Discrete reinforcement learning (RL) algorithms have demonstrated exceptional
performance in solving sequential decision tasks with discrete action spaces,
such as Atari games. However, their effectiveness is hindered when applied to
continuous control problems due to the challenge of dimensional explosion. In
this paper, we present the Soft Decomposed Policy-Critic (SDPC) architecture,
which combines soft RL and actor-critic techniques with discrete RL methods to
overcome this limitation. SDPC discretizes each action dimension independently
and employs a shared critic network to maximize the soft $Q$-function.

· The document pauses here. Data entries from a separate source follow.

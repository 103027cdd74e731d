//! Debounces per-document task-status updates, then reads the
//! authoritative feature status back from the document repository before
//! handing a composed snapshot to the broadcaster. Ported in structure
//! from a Python status aggregator that did exactly this (debounce, then
//! re-read the source of truth rather than trust the update payload).

use dashmap::DashMap;
use serde::Serialize;
use std::sync::Arc;
use std::time::Duration;
use tokio::time::Instant;
use crate::status::broadcaster::StatusBroadcaster;
use crate::store::documents::DocumentRepository;
use crate::store::models::{DocumentId, FeatureState};

const DEBOUNCE: Duration = Duration::from_millis(500);

#[derive(Debug, Clone, Copy, PartialEq, Eq)]
pub enum TaskName {
    Parsing,
    Chunking,
    Embedding,
    Summary,
    Reference,
    Skimming,
}

#[derive(Debug, Clone, Copy, PartialEq, Eq)]
pub enum TaskStatus {
    Running,
    Completed,
    Failed,
}

#[derive(Debug, Clone, Serialize)]
pub struct StatusSnapshot {
    pub document_id: DocumentId,
    pub embedding_status: String,
    pub summary_status: String,
    pub reference_status: String,
    pub skimming_status: String,
    pub available_features: Vec<String>,
    pub all_ready: bool,
}

pub struct StatusAggregator {
    repository: Arc<dyn DocumentRepository>,
    broadcaster: Arc<StatusBroadcaster>,
    last_aggregated: DashMap<DocumentId, Instant>,
}

impl StatusAggregator {
    pub fn new(repository: Arc<dyn DocumentRepository>, broadcaster: Arc<StatusBroadcaster>) -> Self {
        Self { repository, broadcaster, last_aggregated: DashMap::new() }
    }

    /// Records the latest task status (currently informational — the
    /// snapshot always re-reads the repository) and schedules a debounced
    /// broadcast.
    pub async fn notify_task_status(&self, document_id: DocumentId, _task: TaskName, _status: TaskStatus) {
        let now = Instant::now();
        let should_wait = self
            .last_aggregated
            .get(&document_id)
            .map(|last| now.duration_since(*last) < DEBOUNCE)
            .unwrap_or(false);

        if should_wait {
            let remaining = DEBOUNCE - now.duration_since(*self.last_aggregated.get(&document_id).unwrap());
            tokio::time::sleep(remaining).await;
        }

        self.last_aggregated.insert(document_id, Instant::now());
        self.aggregate_and_broadcast(document_id).await;
    }

    /// Composes and broadcasts a snapshot immediately, bypassing the
    /// debounce. Used to give a freshly connected websocket client a
    /// snapshot without waiting on the next task-status update.
    pub(crate) async fn aggregate_and_broadcast(&self, document_id: DocumentId) {
        let Ok(Some(document)) = self.repository.get(document_id).await else {
            return;
        };

        let feature = &document.feature_status;
        let mut available = Vec::new();
        if matches!(feature.embedding, FeatureState::Ready) {
            available.push("embedding".to_string());
        }
        if matches!(feature.summary, FeatureState::Ready) {
            available.push("summary".to_string());
        }
        if matches!(feature.reference, FeatureState::Ready) {
            available.push("reference".to_string());
        }
        if matches!(feature.skimming, FeatureState::Ready) {
            available.push("skimming".to_string());
        }

        let snapshot = StatusSnapshot {
            document_id,
            embedding_status: feature.embedding.as_str().to_string(),
            summary_status: feature.summary.as_str().to_string(),
            reference_status: feature.reference.as_str().to_string(),
            skimming_status: feature.skimming.as_str().to_string(),
            available_features: available,
            all_ready: feature.all_ready(),
        };

        self.broadcaster.send_status(document_id, &snapshot).await;
    }
}

#[cfg(test)]
mod tests {
    use super::*;
    use crate::status::broadcaster::StatusBroadcaster;
    use crate::store::models::{Document, DocumentStatus, FeatureStatus};
    use async_trait::async_trait;
    use chrono::Utc;

    struct FakeRepo(Document);

    #[async_trait]
    impl DocumentRepository for FakeRepo {
        async fn create(&self, _: i64, _: &str, _: i64, _: &str) -> Result<Document, crate::utils::error::ApiError> {
            unimplemented!()
        }
        async fn set_blob_path(&self, _: DocumentId, _: &str) -> Result<(), crate::utils::error::ApiError> { Ok(()) }
        async fn set_status(&self, _: DocumentId, _: DocumentStatus, _: Option<&str>) -> Result<(), crate::utils::error::ApiError> { Ok(()) }
        async fn set_feature_state(&self, _: DocumentId, _: &str, _: FeatureState) -> Result<(), crate::utils::error::ApiError> { Ok(()) }
        async fn set_summary(&self, _: DocumentId, _: &str) -> Result<(), crate::utils::error::ApiError> { Ok(()) }
        async fn set_page_count(&self, _: DocumentId, _: i32) -> Result<(), crate::utils::error::ApiError> { Ok(()) }
        async fn get(&self, _: DocumentId) -> Result<Option<Document>, crate::utils::error::ApiError> {
            Ok(Some(self.0.clone()))
        }
        async fn list_for_owner(&self, _: i64) -> Result<Vec<Document>, crate::utils::error::ApiError> { Ok(vec![]) }
        async fn delete(&self, _: DocumentId) -> Result<(), crate::utils::error::ApiError> { Ok(()) }
    }

    #[tokio::test]
    async fn snapshot_reflects_repository_state_not_the_reported_task() {
        let doc_id = DocumentId::new();
        let doc = Document {
            id: doc_id,
            owner_id: 1,
            filename: "paper.pdf".into(),
            stored_blob_path: Some("x".into()),
            file_size: 10,
            content_hash: "abc".into(),
            status: DocumentStatus::Ready,
            feature_status: FeatureStatus::default(),
            page_count: Some(3),
            summary: None,
            error_message: None,
            created_at: Utc::now(),
            updated_at: Utc::now(),
        };
        let repo = Arc::new(FakeRepo(doc));
        let broadcaster = Arc::new(StatusBroadcaster::new());
        let aggregator = StatusAggregator::new(repo, broadcaster);
        aggregator.notify_task_status(doc_id, TaskName::Embedding, TaskStatus::Completed).await;
        // No panic and the debounce map records the document.
        assert!(aggregator.last_aggregated.contains_key(&doc_id));
    }
}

This
novel approach enables SDPC to support two types of policies: decomposed actors
that lead to the Soft Decomposed Actor-Critic (SDAC) algorithm, and decomposed
$Q$-networks that generate Boltzmann soft exploration policies, resulting in
the Soft Decomposed-Critic Q (SDCQ) algorithm. Through extensive experiments,
we demonstrate that our proposed approach outperforms state-of-the-art
continuous RL algorithms in a variety of continuous control tasks, including
Mujoco's Humanoid and Box2d's BipedalWalker. These empirical results validate
the effectiveness of the SDPC architecture in addressing the challenges
associated with continuous control.

这篇论文介绍了 SDPC 架构，它将软强化学习和演员 - 评论家技术与离散强化学习方法相结合，以克服连续控制问题的挑战，实现了在多个连续控制任务中优于当前最先进的方法的表现。